Se un materiale ha un elevato FATTORE DI RESISTENZA al VAPORE ACQUEO ma è sottilissimo oppure resiste poco al passaggio del vapore ma è molto spesso… capite che le cose si fanno più complicate.
E giudicare un materiale leggendo solo il FATTORE DI RESISTENZA al VAPORE ACQUEO è proprio da sciocchi.
Moltiplicando il FATTORE DI RESISTENZA al VAPORE ACQUEO per lo spessore del materiale, otteniamo un numero che invece ci diventa utilissimo! è il valore Sd (espresso in metri, rappresenta lo spessore d’aria equivalente alla diffusione del vapore).
Questo numero, questo valore Sd ci dice finalmente ed esattamente quanto è forte o debole la resistenza che quel materiale oppone al passaggio dell’umidità:
- più il valore Sd è basso, più il materiale è traspirante.

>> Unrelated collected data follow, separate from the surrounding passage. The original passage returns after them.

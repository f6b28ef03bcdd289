//! Structural property access
//!
//! `PropertyAccessor` reads and writes values along a `PropertyPath`.
//! `GraphPropertyAccessor` is the default implementation over `Value` graphs:
//! object properties honor their access rules and setters, maps and lists are
//! indexed by key.

use crate::object::ObjectRef;
use crate::path::{PathElement, PropertyPath};
use crate::value::{Value, ValueMap};
use crate::{Error, Result};
use tracing::trace;

/// Reads and writes values at property paths of a container
pub trait PropertyAccessor {
    /// Read the value at `path`.
    ///
    /// # Errors
    ///
    /// Returns an error when the path cannot be resolved or a property on the
    /// way is missing, unreadable or uninitialized.
    fn get_value(&self, data: &Value, path: &PropertyPath) -> Result<Value>;

    /// Write `value` at `path`, creating intermediate maps where needed.
    ///
    /// # Errors
    ///
    /// Returns an error when the location is not writable, or
    /// `Error::TransformationFailed` when a property setter rejects the value.
    fn set_value(&self, data: &mut Value, path: &PropertyPath, value: Value) -> Result<()>;

    /// Whether `get_value` can succeed for `path`
    fn is_readable(&self, data: &Value, path: &PropertyPath) -> bool;

    /// Whether `set_value` can write at `path`
    fn is_writable(&self, data: &Value, path: &PropertyPath) -> bool;
}

/// Property accessor over `Value` graphs
#[derive(Debug, Clone, Copy, Default)]
pub struct GraphPropertyAccessor;

impl GraphPropertyAccessor {
    /// Create a new accessor
    #[must_use]
    pub fn new() -> Self {
        Self
    }

    fn read_element(container: &Value, element: &PathElement, path: &str) -> Result<Value> {
        match container {
            Value::Object(object) => Self::read_property(object, element.key(), path),
            Value::Map(map) => Ok(map.get(element.key()).cloned().unwrap_or(Value::Null)),
            Value::List(items) => Ok(element
                .key()
                .parse::<usize>()
                .ok()
                .and_then(|index| items.get(index).cloned())
                .unwrap_or(Value::Null)),
            other => Err(Error::unexpected_type(
                path,
                "object, map or list",
                other.type_name(),
            )),
        }
    }

    fn read_property(object: &ObjectRef, name: &str, path: &str) -> Result<Value> {
        let object = object.borrow();
        let resolved = object
            .resolve_name(name)
            .ok_or_else(|| Error::no_such_property(path, object.class(), name))?;
        let property = object
            .property(&resolved)
            .ok_or_else(|| Error::no_such_property(path, object.class(), name))?;

        if !property.is_readable() {
            return Err(Error::NotReadable {
                path: path.to_string(),
            });
        }

        property.value().cloned().ok_or_else(|| Error::Uninitialized {
            path: path.to_string(),
        })
    }

    fn write_element(
        container: &mut Value,
        element: &PathElement,
        value: Value,
        path: &str,
    ) -> Result<()> {
        match container {
            Value::Object(object) => {
                let mut object = object.borrow_mut();
                let resolved = object
                    .resolve_name(element.key())
                    .ok_or_else(|| Error::no_such_property(path, object.class(), element.key()))?;
                let property = object
                    .property_mut(&resolved)
                    .ok_or_else(|| Error::NotWritable {
                        path: path.to_string(),
                    })?;

                if !property.is_writable() {
                    return Err(Error::NotWritable {
                        path: path.to_string(),
                    });
                }

                property
                    .write(value)
                    .map_err(|message| Error::transformation_failed(path, message))
            }
            Value::Map(map) => {
                map.insert(element.key().to_string(), value);
                Ok(())
            }
            Value::List(items) => {
                let index = element
                    .key()
                    .parse::<usize>()
                    .map_err(|_| Error::IndexOutOfBounds {
                        path: path.to_string(),
                        index: element.key().to_string(),
                    })?;
                if index < items.len() {
                    items[index] = value;
                } else if index == items.len() {
                    items.push(value);
                } else {
                    return Err(Error::IndexOutOfBounds {
                        path: path.to_string(),
                        index: element.key().to_string(),
                    });
                }
                Ok(())
            }
            Value::Null => {
                let mut map = ValueMap::new();
                map.insert(element.key().to_string(), value);
                *container = Value::Map(map);
                Ok(())
            }
            other => Err(Error::unexpected_type(
                path,
                "object, map or list",
                other.type_name(),
            )),
        }
    }

    fn write_at(
        &self,
        container: &mut Value,
        path: &PropertyPath,
        depth: usize,
        value: Value,
    ) -> Result<()> {
        let element = &path.elements()[depth];
        let location = path.prefix_string(depth + 1);

        if depth + 1 == path.len() {
            return Self::write_element(container, element, value, &location);
        }

        let mut child = match Self::read_element(container, element, &location) {
            Ok(child) => child,
            Err(err) if err.is_uninitialized() => Value::Null,
            Err(err) => return Err(err),
        };
        self.write_at(&mut child, path, depth + 1, value)?;

        // Objects are shared, so writes through them are already visible.
        if matches!(child, Value::Object(_)) {
            return Ok(());
        }
        trace!(path = %location, "Writing back value-typed intermediate");
        Self::write_element(container, element, child, &location)
    }
}

impl PropertyAccessor for GraphPropertyAccessor {
    fn get_value(&self, data: &Value, path: &PropertyPath) -> Result<Value> {
        let mut current = data.clone();
        for (depth, element) in path.elements().iter().enumerate() {
            current = Self::read_element(&current, element, &path.prefix_string(depth + 1))?;
        }
        Ok(current)
    }

    fn set_value(&self, data: &mut Value, path: &PropertyPath, value: Value) -> Result<()> {
        if path.is_empty() {
            return Err(Error::invalid_path("", "path is empty"));
        }
        self.write_at(data, path, 0, value)
    }

    fn is_readable(&self, data: &Value, path: &PropertyPath) -> bool {
        match self.get_value(data, path) {
            Ok(_) => true,
            Err(err) => err.is_uninitialized(),
        }
    }

    fn is_writable(&self, data: &Value, path: &PropertyPath) -> bool {
        let Some((last, parents)) = path.elements().split_last() else {
            return false;
        };

        let mut parent = data.clone();
        for (depth, element) in parents.iter().enumerate() {
            parent = match Self::read_element(&parent, element, &path.prefix_string(depth + 1)) {
                Ok(value) => value,
                Err(err) if err.is_uninitialized() => Value::Null,
                Err(_) => return false,
            };
        }

        match &parent {
            Value::Object(object) => {
                let object = object.borrow();
                object
                    .resolve_name(last.key())
                    .and_then(|name| object.property(&name).map(|p| p.is_writable()))
                    .unwrap_or(false)
            }
            Value::Map(_) | Value::Null => true,
            Value::List(items) => last
                .key()
                .parse::<usize>()
                .is_ok_and(|index| index <= items.len()),
            _ => false,
        }
    }
}

#[cfg(test)]
mod tests {
    use super::*;
    use crate::object::{Object, Property};
    use pretty_assertions::assert_eq;

    fn path(p: &str) -> PropertyPath {
        PropertyPath::parse(p).unwrap()
    }

    fn target() -> Value {
        let child = Object::new("Child").with_property("name", "kid");
        Value::from(
            Object::new("Foo")
                .with_property("foobar", "foobar")
                .with_slot("privateBar", Property::new("privateBar"))
                .with_slot("notAccessibleBar", Property::new("unreachableBar").read_only())
                .with_slot("secret", Property::new("s").write_only())
                .with_uninitialized("later")
                .with_property("child", child)
                .with_property("options", Value::Map(ValueMap::new()))
                .with_property("tags", Value::List(vec![Value::from("a")])),
        )
    }

    #[test]
    fn test_get_value() {
        let accessor = GraphPropertyAccessor::new();
        let data = target();

        assert_eq!(
            accessor.get_value(&data, &path("foobar")).unwrap(),
            Value::from("foobar")
        );
        assert_eq!(
            accessor.get_value(&data, &path("private_bar")).unwrap(),
            Value::from("privateBar")
        );
        assert_eq!(
            accessor.get_value(&data, &path("child.name")).unwrap(),
            Value::from("kid")
        );
        assert_eq!(
            accessor.get_value(&data, &path("tags[0]")).unwrap(),
            Value::from("a")
        );
        assert_eq!(
            accessor.get_value(&data, &path("options[missing]")).unwrap(),
            Value::Null
        );
    }

    #[test]
    fn test_get_value_errors() {
        let accessor = GraphPropertyAccessor::new();
        let data = target();

        assert!(accessor
            .get_value(&data, &path("later"))
            .unwrap_err()
            .is_uninitialized());
        assert!(matches!(
            accessor.get_value(&data, &path("secret")),
            Err(Error::NotReadable { .. })
        ));
        assert!(matches!(
            accessor.get_value(&data, &path("nope")),
            Err(Error::NoSuchProperty { .. })
        ));
        assert!(matches!(
            accessor.get_value(&data, &path("foobar.deeper")),
            Err(Error::UnexpectedType { .. })
        ));
    }

    #[test]
    fn test_set_value_through_shared_objects() {
        let accessor = GraphPropertyAccessor::new();
        let mut data = target();

        accessor
            .set_value(&mut data, &path("child.name"), Value::from("grown"))
            .unwrap();
        accessor
            .set_value(&mut data, &path("private_bar"), Value::from("changed"))
            .unwrap();

        let object = data.as_object().unwrap();
        let child = object.get("child").unwrap();
        assert_eq!(child.as_object().unwrap().get("name"), Some(Value::from("grown")));
        assert_eq!(object.get("privateBar"), Some(Value::from("changed")));
    }

    #[test]
    fn test_set_value_writes_back_value_types() {
        let accessor = GraphPropertyAccessor::new();
        let mut data = target();

        accessor
            .set_value(&mut data, &path("options[color][shade]"), Value::from("dark"))
            .unwrap();
        accessor
            .set_value(&mut data, &path("tags[1]"), Value::from("b"))
            .unwrap();

        assert_eq!(
            accessor.get_value(&data, &path("options[color][shade]")).unwrap(),
            Value::from("dark")
        );
        assert_eq!(
            accessor.get_value(&data, &path("tags")).unwrap(),
            Value::List(vec![Value::from("a"), Value::from("b")])
        );
        assert!(matches!(
            accessor.set_value(&mut data, &path("tags[5]"), Value::Null),
            Err(Error::IndexOutOfBounds { .. })
        ));
    }

    #[test]
    fn test_set_value_rejections() {
        let accessor = GraphPropertyAccessor::new();
        let failing = Value::from(Object::new("Foo").with_slot(
            "transformError",
            Property::new("init").with_setter(|_| Err("Cannot transform".to_string())),
        ));
        let mut data = failing.clone();

        let err = accessor
            .set_value(&mut data, &path("transform_error"), Value::from("x"))
            .unwrap_err();
        assert!(err.is_transformation_failure());

        let mut data = target();
        assert!(matches!(
            accessor.set_value(&mut data, &path("not_accessible_bar"), Value::from("x")),
            Err(Error::NotWritable { .. })
        ));
    }

    #[test]
    fn test_readable_and_writable_checks() {
        let accessor = GraphPropertyAccessor::new();
        let data = target();

        assert!(accessor.is_readable(&data, &path("later")));
        assert!(!accessor.is_readable(&data, &path("secret")));
        assert!(accessor.is_writable(&data, &path("secret")));
        assert!(accessor.is_writable(&data, &path("private_bar")));
        assert!(!accessor.is_writable(&data, &path("not_accessible_bar")));
        assert!(!accessor.is_writable(&data, &path("unknown")));
        assert!(accessor.is_writable(&data, &path("options[new]")));
        assert!(accessor.is_writable(&data, &path("tags[1]")));
        assert!(!accessor.is_writable(&data, &path("tags[3]")));
        assert!(!accessor.is_writable(&data, &path("foobar.deeper")));
    }
}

Torniamo indietro adesso e verifichiamo quel cartongesso da 600 kg/mc con RESISTENZA al VAPORE ACQUEO:
- a secco di 9,2
- a umido di 5,7
cosa dobbiamo fare?
Dobbiamo moltiplicare la resistenza per lo spessore, quindi:
- 9,2 * 0,0125 m (lo spessore di 12,5mm) = Sd 0,11
- 5,7 * 0,0125 m (lo spessore di 12,5mm) = Sd 0,07
esempi di freno al vapore nelle stratigrafie dei tetti
Abbiamo imparato quale “strumento” usare per misurare la capacità o la incapacità di gestire la migrazione del vapore da parte di una lastra in cartongesso: il valore Sd 🙂
Solo che se non siamo abituati a confrontare valori Sd, un numero vale l’altro… 🙁 nel senso che non ci dice proprio un bel niente 😐
E’ un po’ come raccontare alla nonna rimasta a casa che nel nostro viaggio nel deserto abbiamo toccato la temperatura di ben 122,7 °F… Alla nonna non dice nulla questo valore 🙁
Ecco perchè è utile fare alcuni esempi con i teli e le membrane che si usano nei tetti, e che nascono appositamente per gestire il vapore, cioè la spinta del vapore che nasce quando riscaldo la casa e fuori è più freddo.

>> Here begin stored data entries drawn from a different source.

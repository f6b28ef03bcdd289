//! Mapping result tree

use serde::Serialize;
use serde_json::json;

/// Named node of the error tree.
///
/// The root node has an empty name. Children are the fields (and nested
/// properties) that collected errors; nodes without errors anywhere below
/// them are never part of a tree built by a mapper.
#[derive(Debug, Clone, Default, PartialEq, Eq, Serialize)]
pub struct MappingResult {
    name: String,
    children: Vec<MappingResult>,
    errors: Vec<String>,
}

impl MappingResult {
    pub fn new(name: impl Into<String>, children: Vec<MappingResult>, errors: Vec<String>) -> Self {
        Self {
            name: name.into(),
            children,
            errors,
        }
    }

    #[must_use]
    pub fn name(&self) -> &str {
        &self.name
    }

    #[must_use]
    pub fn children(&self) -> &[MappingResult] {
        &self.children
    }

    #[must_use]
    pub fn errors(&self) -> &[String] {
        &self.errors
    }

    /// Direct child by name
    #[must_use]
    pub fn child(&self, name: &str) -> Option<&MappingResult> {
        self.children.iter().find(|child| child.name == name)
    }

    /// Whether this node or any descendant holds an error
    #[must_use]
    pub fn has_errors(&self) -> bool {
        !self.errors.is_empty() || self.children.iter().any(MappingResult::has_errors)
    }

    /// Total number of errors in the tree
    #[must_use]
    pub fn error_count(&self) -> usize {
        self.errors.len()
            + self
                .children
                .iter()
                .map(MappingResult::error_count)
                .sum::<usize>()
    }

    #[must_use]
    pub fn to_json(&self) -> serde_json::Value {
        json!({
            "name": self.name,
            "children": self.children.iter().map(MappingResult::to_json).collect::<Vec<_>>(),
            "errors": self.errors,
        })
    }
}
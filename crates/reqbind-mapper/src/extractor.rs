//! Request data extraction

use crate::Result;
use crate::config::MapperConfig;
use crate::error::MappingError;
use crate::result::MappingResult;
use reqbind_request::{AdapterFactory, BodyConverter, RequestAdapter, exceeds_limit};
use reqbind_validation::{Parameters, Translator};
use reqbind_value::{ValueMap, replace_recursive};
use std::any::Any;
use std::rc::Rc;
use tracing::debug;

/// Data pulled out of a request for one `map` call
#[derive(Debug, Clone, Default, PartialEq)]
pub struct ExtractedData {
    /// Parameter name → submitted value
    pub data: ValueMap,
    /// Whether keys without a declared field are tolerated
    pub allow_extra: bool,
}

impl ExtractedData {
    pub fn new(data: ValueMap, allow_extra: bool) -> Self {
        Self { data, allow_extra }
    }
}

/// Produces the data a mapper writes
pub trait DataExtractor {
    /// Extract the submitted data from `request`.
    ///
    /// # Errors
    ///
    /// Returns `Error::Mapping` when the request is rejected as a whole and
    /// `Error::InvalidArgument` for unsupported request types.
    fn extract(&self, request: &dyn Any) -> Result<ExtractedData>;
}

/// Methods whose data travels in the query string
const SAFE_METHODS: [&str; 3] = ["GET", "HEAD", "TRACE"];

/// Method-aware extractor.
///
/// Safe methods read the query string and tolerate extra keys. Any other
/// method reads the decoded body with uploaded files merged over it, after
/// checking the announced content length against the configured limit.
pub struct RequestDataExtractor {
    adapter_factory: Rc<dyn AdapterFactory>,
    body_converter: Option<Rc<dyn BodyConverter>>,
    translator: Option<Rc<dyn Translator>>,
    post_max_size: String,
    upload_size_message: String,
    translation_domain: String,
}

impl RequestDataExtractor {
    pub fn new(adapter_factory: Rc<dyn AdapterFactory>, config: &MapperConfig) -> Self {
        Self {
            adapter_factory,
            body_converter: None,
            translator: None,
            post_max_size: config.post_max_size.clone(),
            upload_size_message: config.upload_size_message.clone(),
            translation_domain: config.translation_domain.clone(),
        }
    }

    #[must_use]
    pub fn with_body_converter(mut self, converter: Option<Rc<dyn BodyConverter>>) -> Self {
        self.body_converter = converter;
        self
    }

    #[must_use]
    pub fn with_translator(mut self, translator: Option<Rc<dyn Translator>>) -> Self {
        self.translator = translator;
        self
    }

    fn too_large(&self) -> MappingError {
        let message = match &self.translator {
            Some(translator) => translator.trans(
                &self.upload_size_message,
                &Parameters::new(),
                Some(&self.translation_domain),
            ),
            None => self.upload_size_message.clone(),
        };
        MappingError::new(MappingResult::new("", vec![], vec![message]))
    }

    fn body_data(&self, adapter: &dyn RequestAdapter) -> Result<ValueMap> {
        let mut params = match &self.body_converter {
            Some(converter) => converter.decode(adapter)?,
            None => adapter.request_params(),
        };
        replace_recursive(&mut params, adapter.all_files());
        Ok(params)
    }
}

impl DataExtractor for RequestDataExtractor {
    fn extract(&self, request: &dyn Any) -> Result<ExtractedData> {
        let adapter = self.adapter_factory.create_request_adapter(request)?;
        let method = adapter.request_method();

        if SAFE_METHODS.contains(&method.as_str()) {
            return Ok(ExtractedData::new(adapter.query_params(), true));
        }

        let content_length = adapter.request_content_length();
        if exceeds_limit(&self.post_max_size, content_length) {
            debug!(
                content_length,
                limit = %self.post_max_size,
                "Request body exceeds the size limit"
            );
            return Err(self.too_large().into());
        }

        Ok(ExtractedData::new(self.body_data(adapter.as_ref())?, false))
    }
}
//! Body size limits
//!
//! Limits are written the way server configuration usually writes them:
//! `8M`, `512k`, `2G`, `0x100000`. Suffixes are binary multiples.

/// Parse a size-limit literal into bytes.
///
/// Rules:
/// - surrounding whitespace and leading `+` signs are ignored
/// - a `0x` prefix reads hexadecimal digits, another leading `0` reads octal
///   digits, anything else reads decimal digits; parsing stops at the first
///   character that is not a digit of the base
/// - a final `k`, `m`, `g` or `t` (any case) multiplies by 1024, 1024²,
///   1024³ or 1024⁴
///
/// Returns `None` when there is no limit: an empty literal, or one that
/// evaluates to zero or less.
#[must_use]
pub fn parse_size_limit(literal: &str) -> Option<u64> {
    let lowered = literal.trim().to_ascii_lowercase();
    if lowered.is_empty() {
        return None;
    }

    let unsigned = lowered.trim_start_matches('+');
    let (negative, digits) = match unsigned.strip_prefix('-') {
        Some(rest) => (true, rest),
        None => (false, unsigned),
    };

    let base_value = if let Some(hex) = digits.strip_prefix("0x") {
        leading_digits(hex, 16)
    } else if digits.starts_with('0') {
        leading_digits(digits, 8)
    } else {
        leading_digits(digits, 10)
    };

    if negative || base_value == 0 {
        return None;
    }

    let exponent = match lowered.chars().last() {
        Some('t') => 4,
        Some('g') => 3,
        Some('m') => 2,
        Some('k') => 1,
        _ => 0,
    };

    Some(base_value.saturating_mul(1024u64.saturating_pow(exponent)))
}

fn leading_digits(input: &str, radix: u32) -> u64 {
    input
        .chars()
        .map_while(|c| c.to_digit(radix))
        .fold(0u64, |acc, d| {
            acc.saturating_mul(u64::from(radix))
                .saturating_add(u64::from(d))
        })
}

/// Whether `content_length` exceeds the limit described by `literal`
#[must_use]
pub fn exceeds_limit(literal: &str, content_length: u64) -> bool {
    parse_size_limit(literal).is_some_and(|max| content_length > max)
}
//! Field accessors
//!
//! A `DataAccessor` reads and writes one declared field of a target. The
//! mapper writes through a `ChainAccessor` of a `CallbackAccessor` (fields
//! with getter/setter callbacks) and a `PropertyPathAccessor` (fields mapped
//! onto a property path) unless another accessor is injected.

mod callback;
mod chain;
mod property_path;

pub use callback::CallbackAccessor;
pub use chain::ChainAccessor;
pub use property_path::PropertyPathAccessor;

use crate::Result;
use crate::field::Field;
use reqbind_value::Value;

/// Reads and writes a field of a target
pub trait DataAccessor {
    /// Read the field.
    ///
    /// # Errors
    ///
    /// Returns `Error::Access` when this accessor cannot read the field.
    fn get_value(&self, data: &Value, field: &Field) -> Result<Value>;

    /// Write `value` into the field.
    ///
    /// # Errors
    ///
    /// Returns `Error::Access` when this accessor cannot write the field, or
    /// `Error::Property` when the write itself fails.
    fn set_value(&self, data: &mut Value, value: Value, field: &Field) -> Result<()>;

    /// Whether `get_value` is supported for the field
    fn is_readable(&self, data: &Value, field: &Field) -> bool;

    /// Whether `set_value` is supported for the field
    fn is_writable(&self, data: &Value, field: &Field) -> bool;
}
//! Adapter factory

use crate::adapter::{HttpMessageAdapter, RequestAdapter, ServerRequestAdapter};
use crate::request::Request;
use crate::{Error, Result};
use std::any::{Any, type_name};

/// Creates request adapters for the request kinds it recognizes
pub trait AdapterFactory {
    /// Wrap `request` in an adapter.
    ///
    /// # Errors
    ///
    /// Returns `Error::InvalidArgument` when the request kind is unsupported.
    fn create_request_adapter<'a>(
        &self,
        request: &'a dyn Any,
    ) -> Result<Box<dyn RequestAdapter + 'a>>;
}

/// Recognizes `Request` and `http::Request<Vec<u8>>`
#[derive(Debug, Clone, Copy, Default)]
pub struct DefaultAdapterFactory;

impl DefaultAdapterFactory {
    /// Create a new factory
    #[must_use]
    pub fn new() -> Self {
        Self
    }
}

impl AdapterFactory for DefaultAdapterFactory {
    fn create_request_adapter<'a>(
        &self,
        request: &'a dyn Any,
    ) -> Result<Box<dyn RequestAdapter + 'a>> {
        if let Some(request) = request.downcast_ref::<Request>() {
            return Ok(Box::new(ServerRequestAdapter::new(request)));
        }

        if let Some(request) = request.downcast_ref::<http::Request<Vec<u8>>>() {
            return Ok(Box::new(HttpMessageAdapter::new(request)));
        }

        Err(Error::invalid_argument(format!(
            "Expected argument of type \"{}\" or \"{}\", unsupported request type given",
            type_name::<Request>(),
            type_name::<http::Request<Vec<u8>>>()
        )))
    }
}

Vogliamo evitare che il vapore passi troppo velocemente da dentro casa a fuori casa perchè i materiali traspiranti e fibrosi del pacchetto isolante ne soffrirebbero, e ne soffrirebbe anche il legno magari interposto agli strati.
In genere quindi, dobbiamo scegliere
- un telo sul lato caldo per frenare il vapore (quindi sotto l’isolante)
- un telo sul lato freddo (sopra l’isolante) per permettere al vapore di uscire dal pacchetto e andarsene a fare danni altrove volandosene via nello strato di ventilazione 😉
Guardando i valori Sd che di solito io consiglio per i tetti, possiamo capire un po’ meglio quel valore Sd calcolato per il cartongesso, che poco fa ci diceva poco nulla, non avendo riferimenti utili a comprenderlo!
esempio di telo sul lato caldo per frenare il vapore
Uso spesso un freno al vapore, quindi sotto le coibentazioni del tetto, che va bene un po’ per tutte le costruzioni di copertura ventilata, con valore Sd pari a 2,3 m.
Tanto per ritornare un secondo al concetto reale della RESISTENZA al VAPORE ACQUEO di cui abbiamo parlato all’inizio, questo freno al vapore ha una resistenza pari a 5.000, ma ovviamente per uno spessore sottilissimo pari a quello del telo 😉
Ancora più spesso, sempre sotto le coibentazioni del tetto, uso un freno al vapore che ha prestazioni variabili, quindi è intelligente: se serve frena di più il vapore, altrimenti “si apre molto” al passaggio. Questa membrana ha un valore SD che varia da 0,25 m (molto aperta) a 25 m. (molto chiusa).
Insomma, se confrontiamo il valore Sd di circa 2 metri rispetto a quello offerto dal cartongesso che era tra 0,07 e 0,11 capiamo subito che qualcosa il cartongesso fa, ma è troppo poco 🙁
esempio di telo sul lato freddo per permettere al vapore di uscire
Visto che abbiamo dato un ordine di grandezza al freno al vapore che deve dosare il passaggio e proteggere l’isolamento fibroso e traspirante, adesso possiamo dedicare altri 3 minuti a capire come permettere al vapore di uscire dal pacchetto isolante senza intrappolarlo e mettere in pericolo l’isolante e il legno.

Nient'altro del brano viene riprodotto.